As the Government looks to expand the number of medical school places and medics trained in the UK, there is a major opportunity to improve socio-economic access to the profession.

To do so successfully:

  • Government should prioritise medical schools with a successful record on widening participation, both in initial access and in student outcomes, in any expansion of spaces. Those with a proven track record of success, with a focus on individual level measures (for example free school meal eligibility) should be prioritised for any new medical training places.
  • There should be a fair access review across the higher education sector, including access to medical schools. This should explore a sector-wide approach, with a focus on socio-economic disadvantage. Such a review should look at implementing stronger regulatory expectations and encouraging a clear and consistent approach to contextual offers.

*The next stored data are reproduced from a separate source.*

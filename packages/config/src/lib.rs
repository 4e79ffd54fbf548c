//! Configuration loading for taskfinder.
//!
//! This crate locates and parses the taskfinder configuration file, applies
//! field defaults, and memoizes the result for the lifetime of the process.
//!
//! # Candidate Locations
//!
//! Checked in precedence order; the first readable file wins in full (there
//! is no merging across sources):
//!
//! * `./.taskfinder.yml` - current working directory
//! * `~/.config/taskfinder/config.yml` - user config directory
//!
//! If neither exists, the built-in default configuration is returned
//! (discovery disabled, default template).
//!
//! # Example
//!
//! ```rust,ignore
//! let config = taskfinder_config::load()?;
//! if config.discovery.enabled {
//!     println!("template: {}", config.discovery.template);
//! }
//! ```

#![cfg_attr(feature = "fail-on-warnings", deny(warnings))]
#![warn(clippy::all, clippy::pedantic, clippy::nursery, clippy::cargo)]
#![allow(clippy::multiple_crate_versions)]

mod error;
mod types;
mod yaml_loader;

pub use error::ConfigError;
pub use types::{Config, DiscoveryConfig, DEFAULT_TEMPLATE};
pub use yaml_loader::load_yaml_config;

use std::path::{Path, PathBuf};
use std::sync::{Mutex, PoisonError};

/// Config file name looked up in the current working directory.
pub const LOCAL_CONFIG_FILE: &str = ".taskfinder.yml";

/// Config file path relative to the home directory.
pub const USER_CONFIG_FILE: &str = ".config/taskfinder/config.yml";

/// Memoized load result shared by every caller in the process.
///
/// Guarded lazy initialization: the mutex serializes concurrent first-time
/// loads so the file read and parse happen exactly once.
static CACHE: Mutex<Option<Result<Config, ConfigError>>> = Mutex::new(None);

/// Load the taskfinder configuration, memoized process-wide.
///
/// The first call reads and parses the config file (see crate docs for the
/// candidate locations); every later call returns the memoized result
/// without touching the filesystem, including memoized errors.
///
/// # Errors
///
/// * If a candidate file was found but cannot be parsed as YAML
pub fn load() -> Result<Config, ConfigError> {
    let mut cache = CACHE.lock().unwrap_or_else(PoisonError::into_inner);

    if let Some(result) = cache.as_ref() {
        return result.clone();
    }

    let result = load_from_paths(&default_candidate_paths());
    *cache = Some(result.clone());
    result
}

/// Clear the memoized load result.
///
/// Test support: the next [`load`] call re-reads the filesystem. Production
/// code has no reason to call this.
pub fn reset_cache() {
    let mut cache = CACHE.lock().unwrap_or_else(PoisonError::into_inner);
    *cache = None;
}

/// Build the ordered candidate list from explicit directories.
///
/// `cwd` contributes `.taskfinder.yml`, `home` contributes
/// `.config/taskfinder/config.yml`. A `None` directory silently drops its
/// candidate rather than erroring.
#[must_use]
pub fn candidate_paths(cwd: Option<&Path>, home: Option<&Path>) -> Vec<PathBuf> {
    let mut candidates = Vec::with_capacity(2);

    if let Some(cwd) = cwd {
        candidates.push(cwd.join(LOCAL_CONFIG_FILE));
    }
    if let Some(home) = home {
        candidates.push(home.join(USER_CONFIG_FILE));
    }

    candidates
}

fn default_candidate_paths() -> Vec<PathBuf> {
    let cwd = std::env::current_dir().ok();
    let home = dirs::home_dir();
    candidate_paths(cwd.as_deref(), home.as_deref())
}

/// Load configuration from an ordered list of candidate paths.
///
/// Unreadable candidates (missing file, permission error) are skipped; a
/// candidate that reads but fails to parse stops the whole load. If no
/// candidate is readable, the built-in default configuration is returned.
///
/// # Errors
///
/// * If a candidate file was read but cannot be parsed as YAML
pub fn load_from_paths(candidates: &[PathBuf]) -> Result<Config, ConfigError> {
    for path in candidates {
        match load_yaml_config(path) {
            Ok(config) => return Ok(config),
            Err(ConfigError::ReadError { .. }) => {
                log::debug!("No config at {}, trying next candidate", path.display());
            }
            Err(err) => return Err(err),
        }
    }

    log::debug!("No config file found, using built-in defaults");
    Ok(Config::default())
}
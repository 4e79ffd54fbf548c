//! Error types for task file discovery.

#![cfg_attr(feature = "fail-on-warnings", deny(warnings))]
#![warn(clippy::all, clippy::pedantic, clippy::nursery, clippy::cargo)]
#![allow(clippy::multiple_crate_versions)]

use thiserror::Error;

/// Errors that can occur while resolving a task file from the current branch.
#[derive(Debug, Error)]
pub enum DiscoveryError {
    /// The git branch lookup failed or produced an unusable name.
    #[error("Failed to determine current branch: {message}")]
    BranchLookupError {
        /// Underlying cause (spawn failure, non-zero exit with stderr, empty
        /// output).
        message: String,
    },

    /// The git branch lookup exceeded its deadline.
    #[error("git branch lookup timed out after {seconds}s")]
    CommandTimeout {
        /// The enforced deadline, in seconds.
        seconds: u64,
    },

    /// The branch name contains shell metacharacters.
    ///
    /// The raw name is deliberately not echoed back.
    #[error("Invalid characters in branch name; specify the task file explicitly")]
    InvalidBranchName,

    /// The repository is in a state where "current branch" is unreliable.
    #[error("Branch is in a special git state ({state}); specify the task file explicitly")]
    SpecialGitState {
        /// Human-readable description of the state.
        state: String,
    },

    /// No candidate path existed on disk.
    #[error("No task file found; tried: {}", tried.join(", "))]
    FileNotFound {
        /// Every candidate path that was probed, in order.
        tried: Vec<String>,
    },
}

  • Clearer information and support should be available for aspiring medics looking to navigate the application process. The identification of an agreed clearly advertised and accessible ‘one-stop shop’ for all medical school applicants would help simplify the information gathering process, ideally hosted by UCAS.
  • Medical apprenticeships, if continued, have the potential to open-up access to the medical profession by diversifying routes to entry, but to do so, they must be properly monitored and evaluated. It should not be assumed that medical degree apprentices will be from a wider range of socio-economic backgrounds than those on standard medical degrees, as higher and degree level apprenticeships are often highly socially selective.